Batista Said to Pledge Extra EBX Stake to Back Mubadala Deal
Eike Batista, the Brazilian billionaire who sold a $2 billion interest in his commodities empire to Abu Dhabi’s Mubadala Development Co., pledged an additional stake that shields the fund from the selloff in his publicly traded companies, according to a person familiar with the transaction.
Batista, under terms of the sale of 5.63 percent of his EBX Group Co. in March, agreed to turn over an unspecified stake in 2019 if he fails to deliver a 5 percent annual return on the sovereign-wealth fund’s investment, the person said, asking not to be identified because the details are private. The person declined to say how the target is measured.
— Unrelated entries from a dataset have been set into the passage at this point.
//! CSV Table Module
//! Parses CSV text into a rectangular table with composite column keys.

use thiserror::Error;

/// Separator between the two header levels of a composite key.
pub const KEY_SEPARATOR: char = '-';

#[derive(Error, Debug)]
pub enum ParseError {
    #[error("Failed to decode CSV: {0}")]
    Csv(#[from] csv::Error),
    #[error("Empty input: no rows to parse")]
    EmptyInput,
    #[error("Missing header: need two header rows, found {0}")]
    MissingHeader(usize),
    #[error("Ragged CSV: record {record} has {found} fields, expected {expected}")]
    RaggedRow {
        record: usize,
        expected: usize,
        found: usize,
    },
}

/// A parsed CSV file: composite column keys plus rectangular data rows.
///
/// The first two non-blank lines are header rows; each composite key is
/// the two header values at that column joined with [`KEY_SEPARATOR`].
/// Every data row has exactly `keys().len()` fields, enforced when the
/// table is built.
#[derive(Debug, Clone)]
pub struct CsvTable {
    keys: Vec<String>,
    rows: Vec<Vec<String>>,
}

impl CsvTable {
    /// Parse CSV text into a table.
    ///
    /// Records whose fields are all blank are dropped wherever they occur,
    /// so trailing empty lines never cost a real row. The first record
    /// fixes the field count; any later mismatch fails with
    /// [`ParseError::RaggedRow`].
    pub fn parse(text: &str) -> Result<Self, ParseError> {
        let mut reader = csv::ReaderBuilder::new()
            .has_headers(false)
            .flexible(true)
            .from_reader(text.as_bytes());

        let mut records: Vec<Vec<String>> = Vec::new();
        for result in reader.records() {
            let record = result?;
            if record.iter().all(|field| field.trim().is_empty()) {
                continue;
            }
            records.push(record.iter().map(|field| field.to_string()).collect());
        }

        if records.is_empty() {
            return Err(ParseError::EmptyInput);
        }
        if records.len() < 2 {
            return Err(ParseError::MissingHeader(records.len()));
        }

        let expected = records[0].len();
        for (idx, record) in records.iter().enumerate() {
            if record.len() != expected {
                return Err(ParseError::RaggedRow {
                    record: idx + 1,
                    expected,
                    found: record.len(),
                });
            }
        }

        let rows = records.split_off(2);
        let keys = records[0]
            .iter()
            .zip(records[1].iter())
            .map(|(top, sub)| format!("{}{}{}", top, KEY_SEPARATOR, sub))
            .collect();

        Ok(Self { keys, rows })
    }

    /// Composite column keys, one per column.
    pub fn keys(&self) -> &[String] {
        &self.keys
    }

    /// Data rows, header rows excluded.
    pub fn rows(&self) -> &[Vec<String>] {
        &self.rows
    }

    pub fn row_count(&self) -> usize {
        self.rows.len()
    }

    pub fn column_count(&self) -> usize {
        self.keys.len()
    }
}

#[cfg(test)]
mod tests {
    use super::*;

    #[test]
    fn composite_keys_join_header_rows() {
        let table = CsvTable::parse("A,B\n1,2\nx,y\nx,z\n").unwrap();
        assert_eq!(table.keys(), &["A-1".to_string(), "B-2".to_string()]);
        assert_eq!(
            table.rows(),
            &[
                vec!["x".to_string(), "y".to_string()],
                vec!["x".to_string(), "z".to_string()],
            ]
        );
    }

    #[test]
    fn crlf_lines_parse_cleanly() {
        let table = CsvTable::parse("A,B\r\n1,2\r\nx,y\r\n").unwrap();
        assert_eq!(table.keys(), &["A-1".to_string(), "B-2".to_string()]);
        assert_eq!(table.row_count(), 1);
    }

    #[test]
    fn trailing_blank_lines_keep_last_row() {
        let table = CsvTable::parse("A,B\n1,2\nx,y\nx,z\n\n\n").unwrap();
        assert_eq!(table.row_count(), 2);
        assert_eq!(table.rows()[1], vec!["x".to_string(), "z".to_string()]);
    }

    #[test]
    fn interior_blank_lines_are_dropped() {
        let table = CsvTable::parse("A,B\n1,2\n\nx,y\n").unwrap();
        assert_eq!(table.row_count(), 1);
    }

    #[test]
    fn empty_input_is_an_error() {
        assert!(matches!(CsvTable::parse(""), Err(ParseError::EmptyInput)));
        assert!(matches!(
            CsvTable::parse("\n \n"),
            Err(ParseError::EmptyInput)
        ));
    }

    #[test]
    fn single_header_row_is_an_error() {
        assert!(matches!(
            CsvTable::parse("A,B\n"),
            Err(ParseError::MissingHeader(1))
        ));
    }

    #[test]
    fn header_only_table_has_zero_rows() {
        let table = CsvTable::parse("A,B\n1,2\n").unwrap();
        assert_eq!(table.column_count(), 2);
        assert_eq!(table.row_count(), 0);
    }

    #[test]
    fn ragged_data_row_is_reported() {
        let err = CsvTable::parse("A,B\n1,2\nx\n").unwrap_err();
        match err {
            ParseError::RaggedRow {
                record,
                expected,
                found,
            } => {
                assert_eq!(record, 3);
                assert_eq!(expected, 2);
                assert_eq!(found, 1);
            }
            other => panic!("unexpected error: {other:?}"),
        }
    }

    #[test]
    fn ragged_header_rows_are_reported() {
        assert!(matches!(
            CsvTable::parse("A,B\n1\n"),
            Err(ParseError::RaggedRow { record: 2, .. })
        ));
    }
}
The deal, which Batista, 56, championed as a sign of investor confidence in his interlinking natural-resource and logistics startups, helps preserve Mubadala’s investment if EBX fails to grow or loses value. It also puts Batista’s holdings at risk after his publicly traded companies lost about half their value this year following delays and missed output goals.
“This looks less favorable for Eike than just signing a check,” said Eric Conrads, who manages $750 million in Latin American stocks at ING Investment Management in New York and declined to say whether he oversees shares in Batista’s companies. “Eike has to share some of the goods on the upside and he suffers more on the downside. It’s asymmetric.”
Mubadala took a “preferred equity interest” in Batista’s Centennial Asset Brazilian Equity Fund LLC and other offshore vehicles, according to a joint statement in March. The deal gave the fund 5.63 percent of each of Batista’s stakes in his publicly traded and closely held companies, and the same percentage of any new ventures. It also gave Mubadala “certain rights and protections,” they said, without giving more detail.
Batista, who sold an additional 0.8 percent preferred equity stake in EBX to General Electric Co. (GE) for $300 million in May, has the option in 2014 to buy back half the holding sold to Mubadala, according to the person.
Press officials at EBX in Rio de Janeiro and Mubadala in Abu Dhabi declined to comment on the deal’s structure, referring questions to the March statement announcing the deal.
Mubadala extended a 7.35 billion-dirham ($2 billion) loan to an undisclosed third party secured by “listed securities and guarantees,” according to its first-half financial report. The deal carries a “minimum assured return,” matures in 2017 and can be extended by Mubadala for an additional two years, according to the release.
Loan to EBX
That transaction is the EBX preferred equity security and is booked as a loan for accounting reasons, according to a person familiar with the fund’s finances, who declined to be identified because details of the deal aren’t public.
Two banks with knowledge of the deal consider it a hybrid between equity and debt, two other people said. One of the banks, which lends to EBX, treats it as a loan when gauging the credit quality of Batista’s group, said one of the two people.
“We just wanted to have maybe an extra stamp,” Batista said of the deal with Mubadala in an April 30 interview with Bloomberg Television. “When somebody like Mubadala comes in, the world knows how deep they go into the auditing process.”
The announced terms of the deal with Mubadala valued Batista’s empire at $35.5 billion, including publicly traded and closely held units. His stakes in his six listed companies now have a combined market value of $8.4 billion, down from about $19.5 billion at the end of 2011. The selloff deepened in June when his flagship oil producer OGX Petroleo & Gas Participacoes SA cut its initial production targets less than five months after pumping its first barrel of crude.
Batista’s six publicly traded companies, based in Rio de Janeiro, had a combined net loss of 1.68 billion reais ($808 million) in the first nine months, according to data compiled by Bloomberg. After losing the title of Brazil’s richest person to Anheuser-Busch InBev investor Jorge Paulo Lemann last month, Batista reclaimed his spot on Dec. 7, according to the Bloomberg Billionaires Index. He’s now worth $19.5 billion.
“All of EBX’s publicly traded companies are fulfilling their business plans,” and are well funded for coming years, Batista’s holding company said in an e-mailed statement. The conglomerate has close to $9 billion in cash, and its units will increasingly begin to generate revenues starting in 2013 and 2014, EBX said. Batista’s planned cash injections for OGX, shipbuilder OSX Brasil SA (OSXB3) and iron-ore miner MMX Mineracao & Metalicos SA demonstrate his confidence in his companies, according to the statement.
The billionaire is in talks to issue new shares in his listed companies to the equity arm of Brazil’s state development bank, known as BNDES, Veja magazine reported Dec. 8. EBX said Dec. 10 that there’s no formal agreement for a cash injection from BNDES.
If the Mubadala deal “were pure equity without debt, it might have been a better deal for him,” said Marcelo Mesquita, a former co-head of Brazilian equities at UBS AG who now manages 600 million reais as founding partner at Leblon Equities in Rio. “It’s riskier because there could be another global crisis or Brazil’s growth might disappoint. He always shows a lot of confidence in his companies.”